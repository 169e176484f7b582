//! YBA State Management
//!
//! Records the YBA objects the `yba` tool manages: their remote UUIDs and
//! last observed attributes. State lives in a local JSON file guarded by a
//! lock file so two runs cannot modify it at once.
//!
//! ```ignore
//! use yba_state::{LocalBackend, StateBackend, StateFile};
//!
//! let backend = LocalBackend::new();
//! let lock = backend.acquire_lock("apply").await?;
//! let mut state = backend.read_state().await?.unwrap_or_default();
//! // ... record applied resources ...
//! state.increment_serial();
//! backend.write_state(&state).await?;
//! backend.release_lock(&lock).await?;
//! ```

pub mod backend;
pub mod backends;
pub mod lock;
pub mod state;

pub use backend::{BackendError, BackendResult, StateBackend};
pub use backends::LocalBackend;
pub use lock::LockInfo;
pub use state::{ResourceState, StateFile};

---

# What to do:
A single figure is required: how many lines above contain the word "LocalBackend".

# Your solution:
3